Copy out the entries exactly, from the first line to the last.

*** Given data Section Begins ***

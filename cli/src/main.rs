mod client;
mod view;

use std::io::{BufRead, Write};
use std::path::PathBuf;

use anyhow::{Context, Result};
use clap::{Parser, Subcommand};

use crate::client::DocshelfClient;
use crate::view::{read_pdf_data_url, render_table, View};

#[derive(Debug, Parser)]
#[command(name = "docshelf-cli", version, about = "Browse, upload and delete documents on a Docshelf server")]
struct Cli {
    /// Base URL of the Docshelf server.
    #[arg(long, env = "DOCSHELF_URL", default_value = "http://localhost:3000", global = true)]
    server: String,

    /// Admin password, needed for upload and delete.
    #[arg(long, env = "DOCSHELF_PASSWORD", hide_env_values = true, global = true)]
    password: Option<String>,

    #[command(subcommand)]
    command: Command,
}

#[derive(Debug, Subcommand)]
enum Command {
    /// List documents, optionally filtered by title.
    List {
        /// Case-insensitive substring to look for in titles.
        #[arg(short, long, default_value = "")]
        search: String,

        /// Print the listing as JSON instead of a table.
        #[arg(long)]
        json: bool,
    },
    /// Check the admin password.
    Login,
    /// Upload a PDF.
    Upload {
        #[arg(long)]
        title: String,

        /// Age restriction label, e.g. 18+.
        #[arg(long = "age")]
        age_restriction: String,

        file: PathBuf,
    },
    /// Delete a document by id.
    Delete {
        id: u64,

        /// Skip the confirmation prompt.
        #[arg(short, long)]
        yes: bool,
    },
    /// Download a document by id.
    Download {
        id: u64,

        /// Destination path; defaults to `<title>.pdf` in the current directory.
        #[arg(short, long)]
        output: Option<PathBuf>,
    },
}

#[tokio::main]
async fn main() -> Result<()> {
    let cli = Cli::parse();
    let client = DocshelfClient::new(&cli.server)?;

    match cli.command {
        Command::List { search, json } => {
            let mut view = View::new(search);
            view.refresh(&client).await?;
            let visible = view.visible();

            if json {
                let values: Vec<serde_json::Value> = visible
                    .iter()
                    .map(|d| {
                        let file_url = client
                            .resolve(&d.file_url)
                            .map(|u| u.to_string())
                            .unwrap_or_else(|_| d.file_url.clone());
                        serde_json::json!({
                            "id": d.id,
                            "title": d.title,
                            "ageRestriction": d.age_restriction,
                            "fileUrl": file_url,
                            "uploadDate": d.upload_date,
                        })
                    })
                    .collect();
                println!("{}", serde_json::to_string_pretty(&values)?);
            } else {
                print!("{}", render_table(&visible));
            }
        }
        Command::Login => {
            let mut view = View::default();
            view.unlock(&client, cli.password.as_deref()).await?;
            println!("Password accepted.");
        }
        Command::Upload {
            title,
            age_restriction,
            file,
        } => {
            let mut view = View::default();
            view.unlock(&client, cli.password.as_deref()).await?;

            let file_data = read_pdf_data_url(&file).await?;
            let uploaded = view
                .upload(&client, &title, &age_restriction, &file_data)
                .await?;
            println!("Uploaded: {}", client.resolve(&uploaded.url)?);
            print!("{}", render_table(&view.visible()));
        }
        Command::Delete { id, yes } => {
            let mut view = View::default();
            view.unlock(&client, cli.password.as_deref()).await?;

            if !yes {
                view.refresh(&client).await?;
                let title = view.find(id).map(|doc| doc.title.as_str());
                let stdin = std::io::stdin();
                if !confirm(&delete_prompt(id, title), stdin.lock(), std::io::stdout())? {
                    println!("Delete cancelled.");
                    return Ok(());
                }
            }

            let response = view.delete(&client, id).await?;
            if response.success && response.deleted {
                println!("Deleted document {id}.");
            } else {
                println!("No document with id {id}.");
            }
            print!("{}", render_table(&view.visible()));
        }
        Command::Download { id, output } => {
            let mut view = View::default();
            view.refresh(&client).await?;
            let doc = view
                .find(id)
                .with_context(|| format!("No document with id {id}"))?;

            let output = output.unwrap_or_else(|| PathBuf::from(download_file_name(&doc.title)));
            let content = client.download(&doc.file_url).await?;
            tokio::fs::write(&output, &content)
                .await
                .with_context(|| format!("Failed to write {}", output.display()))?;
            println!("Saved {} ({} bytes).", output.display(), content.len());
        }
    }

    Ok(())
}

fn delete_prompt(id: u64, title: Option<&str>) -> String {
    match title {
        Some(title) => format!("Delete document {id} \"{title}\"? (y/n): "),
        None => format!("Delete document {id}? (y/n): "),
    }
}

/// Ask a yes/no question; anything but `y` or `yes` is a no.
fn confirm(prompt: &str, mut input: impl BufRead, mut output: impl Write) -> Result<bool> {
    write!(output, "{prompt}")?;
    output.flush()?;

    let mut response = String::new();
    input
        .read_line(&mut response)
        .context("Failed to read confirmation")?;
    let response = response.trim().to_lowercase();
    Ok(response == "y" || response == "yes")
}

/// File name for a downloaded document, with path separators replaced.
fn download_file_name(title: &str) -> String {
    let stem: String = title
        .chars()
        .map(|c| if c == '/' || c == '\\' || c.is_control() { '_' } else { c })
        .collect();
    format!("{}.pdf", stem.trim())
}

#[cfg(test)]
mod tests {
    use super::*;

    #[test]
    fn test_download_file_name() {
        assert_eq!(download_file_name("Book A"), "Book A.pdf");
        assert_eq!(download_file_name("a/b\\c"), "a_b_c.pdf");
    }

    #[test]
    fn test_confirm_accepts_only_yes() {
        for (answer, expected) in [
            ("y\n", true),
            ("YES\n", true),
            (" yes \n", true),
            ("n\n", false),
            ("\n", false),
            ("", false),
            ("yep\n", false),
        ] {
            let mut output = Vec::new();
            let confirmed = confirm("Delete? ", answer.as_bytes(), &mut output).unwrap();
            assert_eq!(confirmed, expected, "answer {answer:?}");
            assert_eq!(output, b"Delete? ");
        }
    }

    #[test]
    fn test_delete_prompt_names_the_document() {
        assert_eq!(
            delete_prompt(7, Some("Book A")),
            "Delete document 7 \"Book A\"? (y/n): "
        );
        assert_eq!(delete_prompt(7, None), "Delete document 7? (y/n): ");
    }

    #[test]
    fn test_cli_parses_delete_flags() {
        let cli = Cli::try_parse_from(["docshelf-cli", "delete", "7"]).unwrap();
        assert!(matches!(cli.command, Command::Delete { id: 7, yes: false }));

        let cli = Cli::try_parse_from(["docshelf-cli", "delete", "7", "--yes"]).unwrap();
        assert!(matches!(cli.command, Command::Delete { id: 7, yes: true }));
    }

    #[test]
    fn test_cli_parses_upload() {
        let cli = Cli::try_parse_from([
            "docshelf-cli",
            "--password",
            "secret",
            "upload",
            "--title",
            "Book A",
            "--age",
            "18+",
            "book.pdf",
        ])
        .unwrap();

        assert_eq!(cli.password.as_deref(), Some("secret"));
        match cli.command {
            Command::Upload {
                title,
                age_restriction,
                file,
            } => {
                assert_eq!(title, "Book A");
                assert_eq!(age_restriction, "18+");
                assert_eq!(file, PathBuf::from("book.pdf"));
            }
            other => panic!("Expected Upload, got: {:?}", other),
        }
    }
}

*** Given data Section Ends ***

- Answer to the exercise
filename cli/src/main.rs
mod client;
mod view;

use std::io::{BufRead, Write};
use std::path::PathBuf;

use anyhow::{Context, Result};
use clap::{Parser, Subcommand};

use crate::client::DocshelfClient;
use crate::view::{read_pdf_data_url, render_table, View};

#[derive(Debug, Parser)]
#[command(name = "docshelf-cli", version, about = "Browse, upload and delete documents on a Docshelf server")]
struct Cli {
    /// Base URL of the Docshelf server.
    #[arg(long, env = "DOCSHELF_URL", default_value = "http://localhost:3000", global = true)]
    server: String,

    /// Admin password, needed for upload and delete.
    #[arg(long, env = "DOCSHELF_PASSWORD", hide_env_values = true, global = true)]
    password: Option<String>,

    #[command(subcommand)]
    command: Command,
}

#[derive(Debug, Subcommand)]
enum Command {
    /// List documents, optionally filtered by title.
    List {
        /// Case-insensitive substring to look for in titles.
        #[arg(short, long, default_value = "")]
        search: String,

        /// Print the listing as JSON instead of a table.
        #[arg(long)]
        json: bool,
    },
    /// Check the admin password.
    Login,
    /// Upload a PDF.
    Upload {
        #[arg(long)]
        title: String,

        /// Age restriction label, e.g. 18+.
        #[arg(long = "age")]
        age_restriction: String,

        file: PathBuf,
    },
    /// Delete a document by id.
    Delete {
        id: u64,

        /// Skip the confirmation prompt.
        #[arg(short, long)]
        yes: bool,
    },
    /// Download a document by id.
    Download {
        id: u64,

        /// Destination path; defaults to `<title>.pdf` in the current directory.
        #[arg(short, long)]
        output: Option<PathBuf>,
    },
}

#[tokio::main]
async fn main() -> Result<()> {
    let cli = Cli::parse();
    let client = DocshelfClient::new(&cli.server)?;

    match cli.command {
        Command::List { search, json } => {
            let mut view = View::new(search);
            view.refresh(&client).await?;
            let visible = view.visible();

            if json {
                let values: Vec<serde_json::Value> = visible
                    .iter()
                    .map(|d| {
                        let file_url = client
                            .resolve(&d.file_url)
                            .map(|u| u.to_string())
                            .unwrap_or_else(|_| d.file_url.clone());
                        serde_json::json!({
                            "id": d.id,
                            "title": d.title,
                            "ageRestriction": d.age_restriction,
                            "fileUrl": file_url,
                            "uploadDate": d.upload_date,
                        })
                    })
                    .collect();
                println!("{}", serde_json::to_string_pretty(&values)?);
            } else {
                print!("{}", render_table(&visible));
            }
        }
        Command::Login => {
            let mut view = View::default();
            view.unlock(&client, cli.password.as_deref()).await?;
            println!("Password accepted.");
        }
        Command::Upload {
            title,
            age_restriction,
            file,
        } => {
            let mut view = View::default();
            view.unlock(&client, cli.password.as_deref()).await?;

            let file_data = read_pdf_data_url(&file).await?;
            let uploaded = view
                .upload(&client, &title, &age_restriction, &file_data)
                .await?;
            println!("Uploaded: {}", client.resolve(&uploaded.url)?);
            print!("{}", render_table(&view.visible()));
        }
        Command::Delete { id, yes } => {
            let mut view = View::default();
            view.unlock(&client, cli.password.as_deref()).await?;

            if !yes {
                view.refresh(&client).await?;
                let title = view.find(id).map(|doc| doc.title.as_str());
                let stdin = std::io::stdin();
                if !confirm(&delete_prompt(id, title), stdin.lock(), std::io::stdout())? {
                    println!("Delete cancelled.");
                    return Ok(());
                }
            }

            let response = view.delete(&client, id).await?;
            if response.success && response.deleted {
                println!("Deleted document {id}.");
            } else {
                println!("No document with id {id}.");
            }
            print!("{}", render_table(&view.visible()));
        }
        Command::Download { id, output } => {
            let mut view = View::default();
            view.refresh(&client).await?;
            let doc = view
                .find(id)
                .with_context(|| format!("No document with id {id}"))?;

            let output = output.unwrap_or_else(|| PathBuf::from(download_file_name(&doc.title)));
            let content = client.download(&doc.file_url).await?;
            tokio::fs::write(&output, &content)
                .await
                .with_context(|| format!("Failed to write {}", output.display()))?;
            println!("Saved {} ({} bytes).", output.display(), content.len());
        }
    }

    Ok(())
}

fn delete_prompt(id: u64, title: Option<&str>) -> String {
    match title {
        Some(title) => format!("Delete document {id} \"{title}\"? (y/n): "),
        None => format!("Delete document {id}? (y/n): "),
    }
}

/// Ask a yes/no question; anything but `y` or `yes` is a no.
fn confirm(prompt: &str, mut input: impl BufRead, mut output: impl Write) -> Result<bool> {
    write!(output, "{prompt}")?;
    output.flush()?;

    let mut response = String::new();
    input
        .read_line(&mut response)
        .context("Failed to read confirmation")?;
    let response = response.trim().to_lowercase();
    Ok(response == "y" || response == "yes")
}

/// File name for a downloaded document, with path separators replaced.
fn download_file_name(title: &str) -> String {
    let stem: String = title
        .chars()
        .map(|c| if c == '/' || c == '\\' || c.is_control() { '_' } else { c })
        .collect();
    format!("{}.pdf", stem.trim())
}

#[cfg(test)]
mod tests {
    use super::*;

    #[test]
    fn test_download_file_name() {
        assert_eq!(download_file_name("Book A"), "Book A.pdf");
        assert_eq!(download_file_name("a/b\\c"), "a_b_c.pdf");
    }

    #[test]
    fn test_confirm_accepts_only_yes() {
        for (answer, expected) in [
            ("y\n", true),
            ("YES\n", true),
            (" yes \n", true),
            ("n\n", false),
            ("\n", false),
            ("", false),
            ("yep\n", false),
        ] {
            let mut output = Vec::new();
            let confirmed = confirm("Delete? ", answer.as_bytes(), &mut output).unwrap();
            assert_eq!(confirmed, expected, "answer {answer:?}");
            assert_eq!(output, b"Delete? ");
        }
    }

    #[test]
    fn test_delete_prompt_names_the_document() {
        assert_eq!(
            delete_prompt(7, Some("Book A")),
            "Delete document 7 \"Book A\"? (y/n): "
        );
        assert_eq!(delete_prompt(7, None), "Delete document 7? (y/n): ");
    }

    #[test]
    fn test_cli_parses_delete_flags() {
        let cli = Cli::try_parse_from(["docshelf-cli", "delete", "7"]).unwrap();
        assert!(matches!(cli.command, Command::Delete { id: 7, yes: false }));

        let cli = Cli::try_parse_from(["docshelf-cli", "delete", "7", "--yes"]).unwrap();
        assert!(matches!(cli.command, Command::Delete { id: 7, yes: true }));
    }

    #[test]
    fn test_cli_parses_upload() {
        let cli = Cli::try_parse_from([
            "docshelf-cli",
            "--password",
            "secret",
            "upload",
            "--title",
            "Book A",
            "--age",
            "18+",
            "book.pdf",
        ])
        .unwrap();

        assert_eq!(cli.password.as_deref(), Some("secret"));
        match cli.command {
            Command::Upload {
                title,
                age_restriction,
                file,
            } => {
                assert_eq!(title, "Book A");
                assert_eq!(age_restriction, "18+");
                assert_eq!(file, PathBuf::from("book.pdf"));
            }
            other => panic!("Expected Upload, got: {:?}", other),
        }
    }
}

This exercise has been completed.